Exoplanetas como la Tierra 'queman' sus posibilidades de tener vida

Los planetas que orbitan cerca de estrellas de baja masa --las más comunes en el Universo-- son los principales objetivos en la búsqueda de vida extraterrestre. Pero una nueva investigación, llevada a cabo por científicos de la Universidad de Washington-- señala que algunos de estos planetas habrían perdido su oportunidad de acoger vida hace "mucho tiempo", a causa de un calor intenso que han soportado durante su formación.

En este nuevo trabajo, publicado en 'Astrobiology', el equipo ha trabajado con simulaciones por ordenador en los que se ha estudiado algunos planetas, cerca de sus estrellas de baja masa, con posibilidad de contener agua y cuyo ambiente se ha quemado cuando se estaba formando.
"Todas las estrellas se forman con el derrumbe de una gigantesca nube de gas interestelar, que libera energía en forma de luz a medida que se reduce. Pero, debido a su masa más baja y, por tanto, a su gravedad también más baja, la enana M tarda más en contraerse en su totalidad, en un orden de varios cientos de millones de años", ha explicado uno de los autores, Rodrigo Luger.
En este sentido, ha explicado que los planetas alrededor de estas estrellas pueden formarse en unos 10 millones de años, por lo que ya están ahí mientras las estrellas siguen siendo extremadamente brillantes. "Y eso no es bueno para la habitabilidad, ya que estos planetas van a ser inicialmente muy calientes, con temperaturas superficiales superiores a los mil grados. Cuando esto ocurre, los océanos hierven y toda su atmósfera se convierte en vapor", ha reconocido el científico.
Tampoco es bueno para las atmósferas de estos mundos el hecho de que las estrellas enanas M emitan una gran cantidad de rayos X y luz ultravioleta, lo que calienta la atmósfera superior a miles de grados y hace que el gas se expanda tan rápido que deje el planeta y se pierda en el espacio.

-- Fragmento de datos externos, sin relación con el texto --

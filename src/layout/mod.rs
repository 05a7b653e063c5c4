pub(crate) mod columns;
pub(crate) mod events;
pub(crate) mod year_index;
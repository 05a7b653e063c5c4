//! Adapter between pure layout output and a persistent instanced renderer.
//!
//! Layout recomputes whole transform arrays; the renderer owns long-lived
//! instance buffers. [`apply_batch_diff`] pushes only what changed.

use crate::{
    foundation::core::{InstanceTransform, Point, Rect, Vec2, YearRange},
    layout::columns::ColumnLayout,
    layout::events::ProcessedEventGroup,
    records::grouper::GroupedRecords,
};

/// Parallel position/scale arrays for one instanced draw.
#[derive(Clone, Debug, Default, PartialEq, serde::Serialize)]
pub struct InstanceBatch {
    /// Instance centers.
    pub positions: Vec<Point>,
    /// Instance sizes.
    pub scales: Vec<Vec2>,
}

impl InstanceBatch {
    /// Split a transform list into parallel arrays.
    pub fn from_transforms(transforms: &[InstanceTransform]) -> Self {
        Self {
            positions: transforms.iter().map(|t| t.position).collect(),
            scales: transforms.iter().map(|t| t.scale).collect(),
        }
    }

    /// Thumbnail batch of a column layout.
    pub fn from_layout(layout: &ColumnLayout) -> Self {
        Self::from_transforms(&layout.instances)
    }

    /// Pill batch: one instance per placed event, centered on its lane.
    pub fn from_event_groups(groups: &[ProcessedEventGroup], pill_size: Vec2) -> Self {
        let transforms: Vec<InstanceTransform> = groups
            .iter()
            .flat_map(|g| {
                g.processed_events.iter().map(move |ev| InstanceTransform {
                    position: Point::new(ev.start_pos, g.y_offset),
                    scale: pill_size,
                })
            })
            .collect();
        Self::from_transforms(&transforms)
    }

    /// Number of instances to draw.
    pub fn instance_count(&self) -> usize {
        self.positions.len().min(self.scales.len())
    }

    /// Transform of instance `idx`.
    pub fn get(&self, idx: usize) -> Option<InstanceTransform> {
        Some(InstanceTransform {
            position: *self.positions.get(idx)?,
            scale: *self.scales.get(idx)?,
        })
    }

    /// Index of the topmost instance containing `p`, scanning back to front.
    pub fn hit_test(&self, p: Point) -> Option<usize> {
        (0..self.instance_count())
            .rev()
            .find(|&idx| self.get(idx).is_some_and(|t| contains(t.bounds(), p)))
    }
}

fn contains(r: Rect, p: Point) -> bool {
    p.x >= r.x0 && p.x <= r.x1 && p.y >= r.y0 && p.y <= r.y1
}

/// Indices whose transform differs between `prev` and `next`, plus every index
/// that exists only in `next`.
pub fn diff_batches(prev: &InstanceBatch, next: &InstanceBatch) -> Vec<usize> {
    (0..next.instance_count())
        .filter(|&idx| prev.get(idx) != next.get(idx))
        .collect()
}

/// A renderer holding persistent instance buffers.
pub trait InstanceSink {
    /// Resize the instance buffer.
    fn set_instance_count(&mut self, count: usize);
    /// Overwrite one instance.
    fn set_instance(&mut self, idx: usize, transform: InstanceTransform);
}

/// Bring `sink` from `prev` to `next`, writing only changed instances.
/// Returns the number of instances written.
pub fn apply_batch_diff(
    sink: &mut impl InstanceSink,
    prev: &InstanceBatch,
    next: &InstanceBatch,
) -> usize {
    if prev.instance_count() != next.instance_count() {
        sink.set_instance_count(next.instance_count());
    }
    let changed = diff_batches(prev, next);
    for &idx in &changed {
        if let Some(t) = next.get(idx) {
            sink.set_instance(idx, t);
        }
    }
    changed.len()
}

/// What a renderer hit index refers to.
#[derive(Clone, Copy, Debug, PartialEq, Eq, serde::Serialize)]
pub enum HitTarget {
    /// A thumbnail: year and index within that year's sorted records.
    Record {
        /// Record year.
        year: i32,
        /// Index within the year.
        index: usize,
    },
    /// An event pill.
    Event {
        /// Track index.
        group_index: usize,
        /// Event index within the track.
        event_index: usize,
    },
}

/// Map a thumbnail instance index back to its record.
pub fn record_for_instance(
    records: &GroupedRecords,
    range: YearRange,
    instance: usize,
) -> Option<HitTarget> {
    records
        .iter_in(range)
        .nth(instance)
        .map(|(year, index, _)| HitTarget::Record { year, index })
}

/// Map a pill instance index (see [`InstanceBatch::from_event_groups`]) back
/// to its event.
pub fn event_for_instance(groups: &[ProcessedEventGroup], instance: usize) -> Option<HitTarget> {
    let mut remaining = instance;
    for (group_index, g) in groups.iter().enumerate() {
        if remaining < g.len() {
            return Some(HitTarget::Event {
                group_index,
                event_index: remaining,
            });
        }
        remaining -= g.len();
    }
    None
}

#[cfg(test)]
#[path = "../../tests/unit/render/instances.rs"]
mod tests;
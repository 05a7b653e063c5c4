pub(crate) mod date;
pub(crate) mod grouper;
pub(crate) mod model;
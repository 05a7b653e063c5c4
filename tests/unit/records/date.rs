use super::*;

#[test]
fn plain_dates_and_datetimes() {
    assert_eq!(year_of("1503-06-01"), Some(1503));
    assert_eq!(year_of("1517-10-31T12:00:00Z"), Some(1517));
    assert_eq!(year_of("1517-10-31T12:00:00+01:00"), Some(1517));
    assert_eq!(year_of("1521-04-17T09:30:00"), Some(1521));
}

#[test]
fn partial_dates() {
    assert_eq!(year_of("1525-06"), Some(1525));
    assert_eq!(year_of("1530"), Some(1530));
    assert_eq!(year_of(" 1530 "), Some(1530));
}

#[test]
fn garbage_is_none() {
    assert_eq!(year_of(""), None);
    assert_eq!(year_of("unknown"), None);
    assert_eq!(year_of("15x0-01-01"), None);
    assert_eq!(year_of("1525-13"), None);
}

"Por lo tanto, muchos de los planetas en la zona habitable de las enanas M podrían haberse secado por este proceso desde el principio, disminuyendo gravemente su oportunidad de ser realmente habitables", ha apuntado Luger.
El artículo destaca la posibilidad de efectos secundarios de este proceso, como la radiación ultravioleta, que puede dividir el agua en sus componentes átomos de hidrógeno y oxígeno. El hidrógeno ligero escapa a la atmósfera con mayor facilidad, dejando a los átomos de oxígeno más pesados atrás. Mientras que un poco de oxígeno es claramente bueno para la vida, como en la Tierra, demasiado oxígeno puede ser un factor negativo para su origen.
Precisamente es la presencia de oxígeno la que 'atrae' a los científicos y le dan a estos planetas el nombre de 'similares a la Tierra', pero los científicos advierten que estos mundos "están muy lejos de parecerse". "Si se mira más de cerca se darán cuenta de que en realidad son un espejismo, simplemente no hay agua allí", ha concluido.